Despite the critical drubbing, the film's premise is doing a lot of heavy lifting here. A journalist infiltrating a psychedelic wellness center run by a charismatic manipulator? That's a genuinely compelling setup. What really strikes me is how the film uses psilocybin not as a cheap horror prop, but as a subtle mechanism of control. Don doesn't terrorize his clients with jump scares; he gently, terrifyingly, softens them. The scenes where Michelle begins to doubt her own perceptions are the film's strongest. They're genuinely unsettling.

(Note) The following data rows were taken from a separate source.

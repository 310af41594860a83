//! Log output for the CLI
//!
//! Logs go to stderr unless a log file is configured, in which case they are
//! written through a non-blocking `tracing-appender` writer.

use std::path::Path;
use todo_sync_core::{init_tracing, init_tracing_with_writer, LoggingConfig, ObservabilityError};
use tracing_appender::non_blocking::WorkerGuard;

/// Install the global subscriber
///
/// The returned guard flushes the file writer when dropped and must be held
/// for the lifetime of the program.
///
/// # Errors
/// Returns an error if the log level is invalid or a subscriber is already
/// installed
pub fn init_logging(config: &LoggingConfig) -> Result<Option<WorkerGuard>, ObservabilityError> {
    let Some(log_file) = &config.log_file else {
        init_tracing(config)?;
        return Ok(None);
    };

    let directory = log_file
        .parent()
        .filter(|p| !p.as_os_str().is_empty())
        .unwrap_or_else(|| Path::new("."));
    let file_name = log_file.file_name().ok_or_else(|| {
        ObservabilityError::TracingInit(format!("Invalid log file path: {}", log_file.display()))
    })?;

    let appender = tracing_appender::rolling::never(directory, file_name);
    let (writer, guard) = tracing_appender::non_blocking(appender);
    init_tracing_with_writer(config, writer)?;
    Ok(Some(guard))
}
use super::classify::{classify_failure, ErrorNotice, Failure};
use crate::config::NotificationConfig;
use crate::messages::{Catalog, MessageKey};
use crate::observability::record_notification;
use chrono::{DateTime, Utc};
use dashmap::DashMap;
use moka::sync::Cache;
use parking_lot::Mutex;
use serde::{Deserialize, Serialize};
use std::collections::VecDeque;
use std::fmt;
use std::sync::{Arc, Weak};
use std::time::Duration;
use tokio::sync::watch;
use tokio::task::JoinHandle;
use tracing::{debug, warn};
use uuid::Uuid;

/// Notification severity
#[derive(Debug, Clone, Copy, PartialEq, Eq, Hash, Serialize, Deserialize)]
#[serde(rename_all = "lowercase")]
pub enum NotificationType {
    Success,
    Error,
    Info,
    Warning,
}

impl NotificationType {
    #[must_use]
    pub const fn as_str(self) -> &'static str {
        match self {
            Self::Success => "success",
            Self::Error => "error",
            Self::Info => "info",
            Self::Warning => "warning",
        }
    }

    const fn default_title_key(self) -> MessageKey {
        match self {
            Self::Success => MessageKey::TitleSuccess,
            Self::Error => MessageKey::TitleError,
            Self::Info => MessageKey::TitleInfo,
            Self::Warning => MessageKey::TitleWarning,
        }
    }
}

impl fmt::Display for NotificationType {
    fn fmt(&self, f: &mut fmt::Formatter<'_>) -> fmt::Result {
        f.write_str(self.as_str())
    }
}

/// Opaque, time-ordered notification identifier
#[derive(Debug, Clone, PartialEq, Eq, Hash, Serialize, Deserialize)]
pub struct NotificationId(String);

impl NotificationId {
    fn generate() -> Self {
        Self(Uuid::now_v7().to_string())
    }

    #[must_use]
    pub fn as_str(&self) -> &str {
        &self.0
    }
}

impl fmt::Display for NotificationId {
    fn fmt(&self, f: &mut fmt::Formatter<'_>) -> fmt::Result {
        f.write_str(&self.0)
    }
}

/// A notification before it has been assigned an id
#[derive(Debug, Clone, PartialEq, Eq)]
pub struct NewNotification {
    pub kind: NotificationType,
    pub message: String,
    pub title: Option<String>,
    /// Auto-dismiss delay; `None` (or zero) keeps it until dismissed
    pub duration: Option<Duration>,
}

impl NewNotification {
    pub fn new(kind: NotificationType, message: impl Into<String>) -> Self {
        Self {
            kind,
            message: message.into(),
            title: None,
            duration: None,
        }
    }

    #[must_use]
    pub fn with_title(mut self, title: impl Into<String>) -> Self {
        self.title = Some(title.into());
        self
    }

    #[must_use]
    pub const fn with_duration(mut self, duration: Duration) -> Self {
        self.duration = Some(duration);
        self
    }
}

/// A queued notification
#[derive(Debug, Clone, PartialEq, Eq, Serialize, Deserialize)]
pub struct Notification {
    pub id: NotificationId,
    pub kind: NotificationType,
    pub message: String,
    pub title: Option<String>,
    pub duration: Option<Duration>,
    pub created_at: DateTime<Utc>,
}

struct Inner {
    config: NotificationConfig,
    catalog: Catalog,
    queue: Mutex<VecDeque<Notification>>,
    recent_errors: Cache<String, ()>,
    timers: DashMap<NotificationId, JoinHandle<()>>,
    updates: watch::Sender<Vec<Notification>>,
}

impl Inner {
    fn publish(&self, queue: &VecDeque<Notification>) {
        self.updates.send_replace(queue.iter().cloned().collect());
    }

    fn cancel_timer(&self, id: &NotificationId) {
        if let Some((_, handle)) = self.timers.remove(id) {
            handle.abort();
        }
    }

    fn remove(&self, id: &NotificationId) -> bool {
        let mut queue = self.queue.lock();
        let before = queue.len();
        queue.retain(|n| &n.id != id);
        let removed = queue.len() != before;
        if removed {
            self.publish(&queue);
        }
        removed
    }
}

impl Drop for Inner {
    fn drop(&mut self) {
        for entry in self.timers.iter() {
            entry.value().abort();
        }
    }
}

/// Bounded queue of user notifications
///
/// Cloning yields another handle to the same queue. Construct one at
/// application start and pass it to every producer.
#[derive(Clone)]
pub struct NotificationCenter {
    inner: Arc<Inner>,
}

impl fmt::Debug for NotificationCenter {
    fn fmt(&self, f: &mut fmt::Formatter<'_>) -> fmt::Result {
        f.debug_struct("NotificationCenter")
            .field("config", &self.inner.config)
            .field("len", &self.len())
            .finish_non_exhaustive()
    }
}

impl NotificationCenter {
    /// Create a notification center
    #[must_use]
    pub fn new(config: NotificationConfig, catalog: Catalog) -> Self {
        let recent_errors = Cache::builder()
            .time_to_live(config.dedup_window())
            .build();
        let (updates, _) = watch::channel(Vec::new());

        Self {
            inner: Arc::new(Inner {
                config,
                catalog,
                queue: Mutex::new(VecDeque::new()),
                recent_errors,
                timers: DashMap::new(),
                updates,
            }),
        }
    }

    /// Create a notification center with default settings and English texts
    #[must_use]
    pub fn new_default() -> Self {
        Self::new(NotificationConfig::default(), Catalog::default())
    }

    #[must_use]
    pub fn config(&self) -> &NotificationConfig {
        &self.inner.config
    }

    #[must_use]
    pub fn catalog(&self) -> Catalog {
        self.inner.catalog
    }

    /// Enqueue a notification and return its id
    ///
    /// An error whose message was shown within the de-dup window is not
    /// enqueued again; a fresh id is still returned. When the queue is full
    /// the oldest entry is evicted first.
    pub fn add(&self, notification: NewNotification) -> NotificationId {
        let id = NotificationId::generate();
        let kind = notification.kind;

        if kind == NotificationType::Error {
            let first = self
                .inner
                .recent_errors
                .entry(notification.message.clone())
                .or_insert(())
                .is_fresh();
            if !first {
                warn!(message = %notification.message, "Suppressing duplicate error notification");
                record_notification(kind.as_str(), true);
                return id;
            }
        }

        let duration = notification.duration.filter(|d| !d.is_zero());
        let entry = Notification {
            id: id.clone(),
            kind,
            message: notification.message,
            title: notification.title,
            duration,
            created_at: Utc::now(),
        };

        {
            let mut queue = self.inner.queue.lock();
            while queue.len() >= self.inner.config.max_notifications.max(1) {
                if let Some(evicted) = queue.pop_front() {
                    debug!(id = %evicted.id, "Evicting oldest notification");
                    self.inner.cancel_timer(&evicted.id);
                }
            }
            queue.push_back(entry);
            self.inner.publish(&queue);
        }
        record_notification(kind.as_str(), false);

        if let Some(duration) = duration {
            self.schedule_expiry(id.clone(), duration);
        }

        id
    }

    fn schedule_expiry(&self, id: NotificationId, duration: Duration) {
        let Ok(runtime) = tokio::runtime::Handle::try_current() else {
            warn!(%id, "No async runtime; notification will not auto-dismiss");
            return;
        };

        let weak: Weak<Inner> = Arc::downgrade(&self.inner);
        let timer_id = id.clone();
        let handle = runtime.spawn(async move {
            tokio::time::sleep(duration).await;
            if let Some(inner) = weak.upgrade() {
                inner.timers.remove(&timer_id);
                if inner.remove(&timer_id) {
                    debug!(id = %timer_id, "Notification expired");
                }
            }
        });
        self.inner.timers.insert(id, handle);
    }

    /// Remove a notification; unknown ids are ignored
    pub fn remove(&self, id: &NotificationId) {
        self.inner.cancel_timer(id);
        self.inner.remove(id);
    }

    fn show(
        &self,
        kind: NotificationType,
        message: String,
        title: Option<&str>,
        duration: Option<Duration>,
        default_ms: u64,
    ) -> NotificationId {
        let title = title
            .map(str::to_string)
            .unwrap_or_else(|| self.inner.catalog.text(kind.default_title_key()).to_string());
        self.add(NewNotification {
            kind,
            message,
            title: Some(title),
            duration: Some(duration.unwrap_or(Duration::from_millis(default_ms))),
        })
    }

    /// Show a success message (default 3 s)
    pub fn show_success(
        &self,
        message: impl Into<String>,
        title: Option<&str>,
        duration: Option<Duration>,
    ) -> NotificationId {
        let default_ms = self.inner.config.success_duration_ms;
        self.show(NotificationType::Success, message.into(), title, duration, default_ms)
    }

    /// Show an error message (default 5 s, de-duplicated)
    pub fn show_error(
        &self,
        message: impl Into<String>,
        title: Option<&str>,
        duration: Option<Duration>,
    ) -> NotificationId {
        let default_ms = self.inner.config.error_duration_ms;
        self.show(NotificationType::Error, message.into(), title, duration, default_ms)
    }

    /// Show an informational message (default 4 s)
    pub fn show_info(
        &self,
        message: impl Into<String>,
        title: Option<&str>,
        duration: Option<Duration>,
    ) -> NotificationId {
        let default_ms = self.inner.config.info_duration_ms;
        self.show(NotificationType::Info, message.into(), title, duration, default_ms)
    }

    /// Show a warning (default 4 s)
    pub fn show_warning(
        &self,
        message: impl Into<String>,
        title: Option<&str>,
        duration: Option<Duration>,
    ) -> NotificationId {
        let default_ms = self.inner.config.warning_duration_ms;
        self.show(NotificationType::Warning, message.into(), title, duration, default_ms)
    }

    /// Classify a failure and show it as an error notification
    pub fn notify_failure<'a>(&self, failure: impl Into<Failure<'a>>) -> ErrorNotice {
        let notice = classify_failure(failure.into());
        self.show_error(notice.message.clone(), Some(&notice.title), None);
        notice
    }

    /// Snapshot of the queue, oldest first
    #[must_use]
    pub fn notifications(&self) -> Vec<Notification> {
        self.inner.queue.lock().iter().cloned().collect()
    }

    #[must_use]
    pub fn len(&self) -> usize {
        self.inner.queue.lock().len()
    }

    #[must_use]
    pub fn is_empty(&self) -> bool {
        self.inner.queue.lock().is_empty()
    }

    /// Receive the queue contents every time they change
    #[must_use]
    pub fn subscribe(&self) -> watch::Receiver<Vec<Notification>> {
        self.inner.updates.subscribe()
    }

    /// Cancel pending expiry timers and clear the queue
    pub fn shutdown(&self) {
        let ids: Vec<NotificationId> = self.inner.timers.iter().map(|e| e.key().clone()).collect();
        for id in &ids {
            self.inner.cancel_timer(id);
        }
        let mut queue = self.inner.queue.lock();
        queue.clear();
        self.inner.publish(&queue);
        self.inner.recent_errors.invalidate_all();
        debug!(cancelled_timers = ids.len(), "Notification center shut down");
    }
}

impl Default for NotificationCenter {
    fn default() -> Self {
        Self::new_default()
    }
}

So, should you watch it? If you're drawn to psychological thrillers about cults, identity fracture, and the weaponization of therapy—think Martha Marcy May Marlene or The Invitation—then this one might belong on your list. Nicole Weber's committed intensity as Michelle really pulls you through the slower stretches. For the right audience, 89 minutes of controlled unease is exactly enough.

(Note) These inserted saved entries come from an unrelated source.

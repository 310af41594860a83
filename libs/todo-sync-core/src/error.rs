//! Error types for the todo sync library

use std::fmt;
use thiserror::Error;
use todo_sync_common::{NETWORK_ERROR_CODE, NETWORK_ERROR_MARKER};

/// Result type alias for todo sync operations
pub type Result<T> = std::result::Result<T, TodoError>;

/// Main error type for todo sync operations
#[derive(Error, Debug)]
pub enum TodoError {
    #[error("Transport error: {0}")]
    Transport(#[from] TransportError),

    #[error("Cannot {operation} a todo without an ID")]
    MissingId { operation: &'static str },

    #[error("Validation error: {message}")]
    Validation { message: String },

    #[error("Configuration error: {message}")]
    Configuration { message: String },

    #[error("Serialization error: {0}")]
    Serialization(#[from] serde_json::Error),

    #[error("IO error: {0}")]
    Io(#[from] std::io::Error),

    #[error("Unknown error: {message}")]
    Unknown { message: String },
}

impl TodoError {
    /// Create a validation error
    pub fn validation(message: impl Into<String>) -> Self {
        Self::Validation {
            message: message.into(),
        }
    }

    /// Create a configuration error
    pub fn configuration(message: impl Into<String>) -> Self {
        Self::Configuration {
            message: message.into(),
        }
    }

    /// Create an unknown error
    pub fn unknown(message: impl Into<String>) -> Self {
        Self::Unknown {
            message: message.into(),
        }
    }

    /// Create the error raised when a mutation needs an id the todo lacks
    #[must_use]
    pub const fn missing_id(operation: &'static str) -> Self {
        Self::MissingId { operation }
    }

    /// The transport failure behind this error, if any
    #[must_use]
    pub const fn as_transport(&self) -> Option<&TransportError> {
        match self {
            Self::Transport(e) => Some(e),
            _ => None,
        }
    }

    /// Whether this error is a programmer error rather than a runtime failure
    #[must_use]
    pub const fn is_programmer_error(&self) -> bool {
        matches!(self, Self::MissingId { .. })
    }
}

/// Failure reported by the remote todo service
#[derive(Debug, Clone, PartialEq, Eq)]
pub struct TransportError {
    /// HTTP status, absent when no response was received
    pub status: Option<u16>,
    /// Transport-level description of the failure
    pub message: String,
    /// `message` field of the server's error body, if it sent one
    pub server_message: Option<String>,
    /// Transport error code (e.g. `ERR_NETWORK`)
    pub code: Option<String>,
    /// Set when the request never reached the server
    pub network: bool,
}

impl TransportError {
    /// A non-success HTTP response
    pub fn http(status: u16, server_message: Option<String>) -> Self {
        Self {
            status: Some(status),
            message: format!("Request failed with status code {status}"),
            server_message,
            code: None,
            network: false,
        }
    }

    /// A request that never produced a response
    pub fn network(message: impl Into<String>) -> Self {
        Self {
            status: None,
            message: message.into(),
            server_message: None,
            code: Some(NETWORK_ERROR_CODE.to_string()),
            network: true,
        }
    }

    /// A response whose body could not be decoded
    pub fn decode(status: u16, message: impl Into<String>) -> Self {
        Self {
            status: Some(status),
            message: message.into(),
            server_message: None,
            code: None,
            network: false,
        }
    }

    /// Server message, falling back to the transport message
    #[must_use]
    pub fn best_message(&self) -> &str {
        self.server_message
            .as_deref()
            .filter(|m| !m.is_empty())
            .or_else(|| Some(self.message.as_str()).filter(|m| !m.is_empty()))
            .unwrap_or("An error occurred")
    }

    /// Whether the failure looks like a connection problem
    #[must_use]
    pub fn is_network_failure(&self) -> bool {
        self.network
            || self.status.is_none()
            || self.code.as_deref() == Some(NETWORK_ERROR_CODE)
            || self.best_message().contains(NETWORK_ERROR_MARKER)
    }
}

impl fmt::Display for TransportError {
    fn fmt(&self, f: &mut fmt::Formatter<'_>) -> fmt::Result {
        match self.status {
            Some(status) => write!(f, "HTTP {status}: {}", self.best_message()),
            None => write!(f, "{}", self.best_message()),
        }
    }
}

impl std::error::Error for TransportError {}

Where to Stream Wet Paper Bag Right Now

Wet Paper Bag became available on major streaming platforms on June 2, 2026, following a brief theatrical run in Minnesota. Through distributor X4 Distribution, you can find it on:

  • Apple TV
  • Amazon
  • Fandango at Home

That's solid reach for an independent release of this scale, giving viewers multiple options. Availability can sometimes shift or vary by region, so for the most up-to-date information, check Movie OTT's live availability tracker. It pulls real-time data to help you find it without clicking around blind.

Behind the Scenes: Production & Cast

This independent production comes from Adam Burke Productions and Jud Nichols Productions, co-directed by Adam Burke and Jud Nichols. Burke also wore multiple hats, handling screenwriting and co-producer duties. That's a lot for one person, and it shows both in the film's ambitious scope and its occasional rough edges.

The film has an interesting backstory. A PRWeb press release framed the project as an "unlikely filmmaking journey," inviting audiences to follow the team from unconventional origins to a finished feature. Whether that's clever marketing or a genuine statement of intent, it certainly highlights the grassroots nature of the project.

Nicole Weber anchors the film as Michelle. Her performance as a journalist struggling to maintain professional distance while emotionally unraveling is what the movie leans on hardest. The supporting cast—including Reilly, the boyfriend, and Don, the antagonist—fill out the cult-adjacent dynamic, but with less backstory than you might hope for.

Frequently Asked Questions

Q: Is Wet Paper Bag based on a true story? There's no indication Wet Paper Bag is based on specific real events. While it draws on real-world anxieties around psychedelic wellness centers, cult dynamics, and the therapeutic misuse of substances like MDMA and psilocybin, the story and characters appear to be original fiction.

Q: How long is Wet Paper Bag? Wet Paper Bag runs approximately 89 minutes, making it a lean, single-sitting watch.

Q: Who directed Wet Paper Bag? The film was co-directed by Adam Burke and Jud Nichols. Adam Burke also wrote the screenplay.

Final Thoughts: Who Wet Paper Bag Is For

Wet Paper Bag isn't a polished, blockbuster thriller. It's an independent film with a genuinely strong core concept, uneven execution, and one standout lead performance that, for some, makes the whole thing worth a watch. If you're the kind of viewer who appreciates psychological dread, stories of identity fracture, and the unsettling side of "wellness," you might find its controlled unease compelling. For those who demand tight plotting and fully fleshed-out supporting characters, it might fall short. Movie OTT will keep this page updated as new critical scores (if any emerge) and streaming changes come in.